What if drivers thought ahead enough not to get stuck in gridlock? What if people got out their change ahead of the toll booth while idly waiting in line? What if people respected lines (read: queues, my English friends)? What if Doctors thought that your time was important, too? What if people’s watches were all set to the right time? What if all people (and companies) learned to send you only relevant emails?
Time in a digital world
Time has this uncanny habit of being central to everything. Unlike some resources, it neither shrinks nor expands, it just keeps running. It is an incompressible and unexpandable 24 hours every day. The digital world we are living in forces us to look at the digital clock on our computer screen on a regular basis. Time has not changed; but, it sure feels like it is going faster, especially if you work in digital marketing.
In a business context, the life of a company may extend many generations, although as any salesperson will tell you, the clock is reset at the beginning of every month or otherwise at the beginning of each year. When looked at from the angle of a person, our time is life long, full stop.
How long a person lives is dependent on mostly biological factors. For a company, the ebbs and flow of business and the inexorable capitalistic pressures generally lead to a cycle that, one day, ends in doom. [The best secret to longevity is probably being privately held.]
The unexpected comes all the time
For all of us, however, we are living and working one day at a time. And in that day, we start off with a full set of hours; and, yet, at day’s end, we often feel exasperated and/or exhausted. Things don’t get done, unexpected events crop up and people run late — especially bosses.
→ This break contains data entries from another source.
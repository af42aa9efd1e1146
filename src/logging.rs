//! Tracing subscriber setup.
//!
//! Filter directives come from `FRAGMENTS_LOG`, then `RUST_LOG`, then `warn`.

use tracing_subscriber::EnvFilter;

pub const LOG_ENV_VAR: &str = "FRAGMENTS_LOG";
const DEFAULT_DIRECTIVES: &str = "warn";

/// Installs a stderr `fmt` subscriber. Returns false when one was already installed.
pub fn init() -> bool {
    tracing_subscriber::fmt()
        .with_env_filter(env_filter())
        .with_writer(std::io::stderr)
        .with_target(false)
        .try_init()
        .is_ok()
}

fn env_filter() -> EnvFilter {
    EnvFilter::try_from_env(LOG_ENV_VAR)
        .or_else(|_| EnvFilter::try_from_default_env())
        .unwrap_or_else(|_| EnvFilter::new(DEFAULT_DIRECTIVES))
}
//! Startup selection of the generation and sandbox collaborators.

use std::sync::Arc;

use generation_provider::{GenerationProvider, SandboxProvider};
use generation_provider_http::{
    HttpGenerationProvider, HttpProviderConfig, HttpSandboxProvider, HTTP_PROVIDER_ID,
};
use generation_provider_mock::{MockGenerationProvider, MockSandboxProvider, MOCK_PROVIDER_ID};

use crate::config::EnvConfig;

pub const DEFAULT_PROVIDER_ID: &str = MOCK_PROVIDER_ID;
pub const PROVIDER_ENV_VAR: &str = "FRAGMENTS_PROVIDER";
pub const USER_AGENT: &str = concat!("fragments/", env!("CARGO_PKG_VERSION"));

/// Generation and sandbox providers resolved for one provider id.
#[derive(Clone)]
pub struct Providers {
    pub generation: Arc<dyn GenerationProvider>,
    pub sandbox: Arc<dyn SandboxProvider>,
}

pub fn providers_from_env(config: &EnvConfig) -> Result<Providers, String> {
    let provider_id = std::env::var(PROVIDER_ENV_VAR)
        .ok()
        .map(|value| value.trim().to_string())
        .filter(|value| !value.is_empty());

    providers_for_id(provider_id.as_deref().unwrap_or(DEFAULT_PROVIDER_ID), config)
}

pub fn providers_for_id(provider_id: &str, config: &EnvConfig) -> Result<Providers, String> {
    let providers = build_providers(provider_id, config)?;
    let profile = providers.generation.profile();
    tracing::info!(
        provider = %profile.provider_id,
        endpoint = %profile.endpoint,
        "generation provider selected"
    );
    Ok(providers)
}

fn build_providers(provider_id: &str, config: &EnvConfig) -> Result<Providers, String> {
    match provider_id {
        MOCK_PROVIDER_ID => Ok(Providers {
            generation: Arc::new(MockGenerationProvider::default()),
            sandbox: Arc::new(MockSandboxProvider::default()),
        }),
        HTTP_PROVIDER_ID => {
            let http_config = http_config(config);
            let generation = HttpGenerationProvider::new(http_config.clone())
                .map_err(|error| error.to_string())?;
            let sandbox =
                HttpSandboxProvider::new(http_config).map_err(|error| error.to_string())?;
            Ok(Providers {
                generation: Arc::new(generation),
                sandbox: Arc::new(sandbox),
            })
        }
        unknown => Err(format!(
            "Unsupported provider '{unknown}'. Available providers: {MOCK_PROVIDER_ID}, {HTTP_PROVIDER_ID}"
        )),
    }
}

fn http_config(config: &EnvConfig) -> HttpProviderConfig {
    let mut http = HttpProviderConfig::default().with_user_agent(USER_AGENT);
    if let Some(base_url) = config.api_base_url.as_deref() {
        http = http.with_base_url(base_url);
    }
    if let Some(timeout) = config.api_timeout {
        http = http.with_timeout(timeout);
    }
    http
}
//! Tolerant parser for a JSON document that is still being written.
//!
//! The input is always a prefix of a valid document. Whatever has fully or
//! partially arrived is returned as a [`Value`]: open strings are closed, open
//! containers are closed, and members whose value has not started yet are
//! dropped. Numbers and literals are only kept once they are unambiguous.

use serde_json::{Map, Number, Value};
use thiserror::Error;

#[derive(Debug, Clone, PartialEq, Eq, Error)]
#[error("{message} at offset {offset}")]
pub struct PartialJsonError {
    pub offset: usize,
    pub message: String,
}

/// Parse a possibly truncated JSON document.
///
/// Returns `Ok(None)` while no value has started (empty or whitespace input,
/// or a lone literal prefix such as `tr`).
pub fn parse_partial_json(input: &str) -> Result<Option<Value>, PartialJsonError> {
    let mut parser = Parser {
        chars: input.chars().collect(),
        pos: 0,
    };

    let value = match parser.value()? {
        Parsed::Incomplete => return Ok(None),
        Parsed::Partial(value) => return Ok(Some(value)),
        Parsed::Complete(value) => value,
    };

    parser.skip_whitespace();
    if parser.pos < parser.chars.len() {
        return Err(parser.error("unexpected trailing characters"));
    }
    Ok(Some(value))
}

enum Parsed {
    /// The value and everything it contains is closed.
    Complete(Value),
    /// Input ended inside the value.
    Partial(Value),
    /// Input ended before anything usable arrived.
    Incomplete,
}

struct Parser {
    chars: Vec<char>,
    pos: usize,
}

impl Parser {
    fn error(&self, message: &str) -> PartialJsonError {
        PartialJsonError {
            offset: self.pos,
            message: message.to_string(),
        }
    }

    fn peek(&self) -> Option<char> {
        self.chars.get(self.pos).copied()
    }

    fn skip_whitespace(&mut self) {
        while self.peek().is_some_and(char::is_whitespace) {
            self.pos += 1;
        }
    }

    fn value(&mut self) -> Result<Parsed, PartialJsonError> {
        self.skip_whitespace();
        match self.peek() {
            None => Ok(Parsed::Incomplete),
            Some('{') => self.object(),
            Some('[') => self.array(),
            Some('"') => Ok(match self.string()? {
                (text, true) => Parsed::Complete(Value::String(text)),
                (text, false) => Parsed::Partial(Value::String(text)),
            }),
            Some('t') => self.literal("true", Value::Bool(true)),
            Some('f') => self.literal("false", Value::Bool(false)),
            Some('n') => self.literal("null", Value::Null),
            Some(ch) if ch == '-' || ch.is_ascii_digit() => self.number(),
            Some(_) => Err(self.error("unexpected character")),
        }
    }

    fn object(&mut self) -> Result<Parsed, PartialJsonError> {
        self.pos += 1;
        let mut map = Map::new();

        loop {
            self.skip_whitespace();
            match self.peek() {
                None => return Ok(Parsed::Partial(Value::Object(map))),
                Some('}') => {
                    self.pos += 1;
                    return Ok(Parsed::Complete(Value::Object(map)));
                }
                Some('"') => {}
                Some(_) => return Err(self.error("expected object key")),
            }

            let (key, closed) = self.string()?;
            if !closed {
                return Ok(Parsed::Partial(Value::Object(map)));
            }

            self.skip_whitespace();
            match self.peek() {
                None => return Ok(Parsed::Partial(Value::Object(map))),
                Some(':') => self.pos += 1,
                Some(_) => return Err(self.error("expected ':' after object key")),
            }

            match self.value()? {
                Parsed::Incomplete => return Ok(Parsed::Partial(Value::Object(map))),
                Parsed::Partial(value) => {
                    map.insert(key, value);
                    return Ok(Parsed::Partial(Value::Object(map)));
                }
                Parsed::Complete(value) => {
                    map.insert(key, value);
                }
            }

            self.skip_whitespace();
            match self.peek() {
                None => return Ok(Parsed::Partial(Value::Object(map))),
                Some(',') => self.pos += 1,
                Some('}') => {
                    self.pos += 1;
                    return Ok(Parsed::Complete(Value::Object(map)));
                }
                Some(_) => return Err(self.error("expected ',' or '}' in object")),
            }
        }
    }

    fn array(&mut self) -> Result<Parsed, PartialJsonError> {
        self.pos += 1;
        let mut items = Vec::new();

        loop {
            self.skip_whitespace();
            if self.peek() == Some(']') {
                self.pos += 1;
                return Ok(Parsed::Complete(Value::Array(items)));
            }

            match self.value()? {
                Parsed::Incomplete => return Ok(Parsed::Partial(Value::Array(items))),
                Parsed::Partial(value) => {
                    items.push(value);
                    return Ok(Parsed::Partial(Value::Array(items)));
                }
                Parsed::Complete(value) => items.push(value),
            }

            self.skip_whitespace();
            match self.peek() {
                None => return Ok(Parsed::Partial(Value::Array(items))),
                Some(',') => self.pos += 1,
                Some(']') => {
                    self.pos += 1;
                    return Ok(Parsed::Complete(Value::Array(items)));
                }
                Some(_) => return Err(self.error("expected ',' or ']' in array")),
            }
        }
    }

    /// Returns the decoded text and whether the closing quote was seen.
    fn string(&mut self) -> Result<(String, bool), PartialJsonError> {
        self.pos += 1;
        let mut out = String::new();

        while let Some(ch) = self.peek() {
            self.pos += 1;
            match ch {
                '"' => return Ok((out, true)),
                '\\' => {
                    let Some(escape) = self.peek() else {
                        return Ok((out, false));
                    };
                    self.pos += 1;
                    match escape {
                        '"' => out.push('"'),
                        '\\' => out.push('\\'),
                        '/' => out.push('/'),
                        'b' => out.push('\u{8}'),
                        'f' => out.push('\u{c}'),
                        'n' => out.push('\n'),
                        'r' => out.push('\r'),
                        't' => out.push('\t'),
                        'u' => match self.unicode_escape()? {
                            Some(decoded) => out.push(decoded),
                            None => return Ok((out, false)),
                        },
                        _ => return Err(self.error("invalid escape sequence")),
                    }
                }
                _ => out.push(ch),
            }
        }

        Ok((out, false))
    }

    /// Decodes the hex digits after `\u`, joining surrogate pairs. `None`
    /// means the escape was cut off by the end of input.
    fn unicode_escape(&mut self) -> Result<Option<char>, PartialJsonError> {
        let Some(high) = self.hex4()? else {
            return Ok(None);
        };

        if !(0xD800..0xDC00).contains(&high) {
            return Ok(Some(char::from_u32(high).unwrap_or(char::REPLACEMENT_CHARACTER)));
        }

        match (self.peek(), self.chars.get(self.pos + 1).copied()) {
            (None, _) | (Some('\\'), None) => return Ok(None),
            (Some('\\'), Some('u')) => {}
            _ => return Ok(Some(char::REPLACEMENT_CHARACTER)),
        }

        self.pos += 2;
        let Some(low) = self.hex4()? else {
            return Ok(None);
        };
        let combined = 0x10000 + ((high - 0xD800) << 10) + (low.wrapping_sub(0xDC00) & 0x3FF);
        Ok(Some(
            char::from_u32(combined).unwrap_or(char::REPLACEMENT_CHARACTER),
        ))
    }

    fn hex4(&mut self) -> Result<Option<u32>, PartialJsonError> {
        let mut value = 0u32;
        for _ in 0..4 {
            let Some(ch) = self.peek() else {
                return Ok(None);
            };
            let digit = ch
                .to_digit(16)
                .ok_or_else(|| self.error("invalid unicode escape"))?;
            value = value * 16 + digit;
            self.pos += 1;
        }
        Ok(Some(value))
    }

    fn literal(&mut self, word: &str, value: Value) -> Result<Parsed, PartialJsonError> {
        for expected in word.chars() {
            match self.peek() {
                None => return Ok(Parsed::Incomplete),
                Some(ch) if ch == expected => self.pos += 1,
                Some(_) => return Err(self.error("invalid literal")),
            }
        }
        Ok(Parsed::Complete(value))
    }

    fn number(&mut self) -> Result<Parsed, PartialJsonError> {
        let start = self.pos;
        while self
            .peek()
            .is_some_and(|ch| ch.is_ascii_digit() || matches!(ch, '-' | '+' | '.' | 'e' | 'E'))
        {
            self.pos += 1;
        }
        let text: String = self.chars[start..self.pos].iter().collect();

        if self.peek().is_some() {
            return parse_number(&text)
                .map(Parsed::Complete)
                .ok_or_else(|| self.error("invalid number"));
        }

        // Input ended inside the number; keep the longest prefix that parses.
        let trimmed = text.trim_end_matches(|ch: char| !ch.is_ascii_digit());
        Ok(parse_number(trimmed).map_or(Parsed::Incomplete, Parsed::Partial))
    }
}

fn parse_number(text: &str) -> Option<Value> {
    if text.is_empty() {
        return None;
    }
    if let Ok(value) = text.parse::<i64>() {
        return Some(Value::Number(value.into()));
    }
    if let Ok(value) = text.parse::<u64>() {
        return Some(Value::Number(value.into()));
    }
    text.parse::<f64>()
        .ok()
        .and_then(Number::from_f64)
        .map(Value::Number)
}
What if people knew how to manage time? What if we learned at school that, in order to arrive on time and to hit deadlines successfully, you had to anticipate the unexpected, and plan to arrive earlier than announced. If we all learned to be on time, I am convinced that World, Inc., would rise to an amazing new level of productivity. Better yet, a lot of happier people.
On Time: A “new” business condition
The thing about arriving late is that you take down everyone with you to the lowest common denominator — at least the latest time. For companies wishing to move to distance learning, distributed working conditions, learning how to be on time is a sine qua non condition. For the rest, it would bring about incomparable welfare, productivity and pleasure. Because, since on a personal level, our own time is important (and finite) to us, it is supremely important how we spend our time.
So, what if we all planned to be 15 minutes early to our appointments? At least then there’s a chance we all will be there on time. And, if we get there early, at least we will have the spare time to call home and say we’ll be there on time.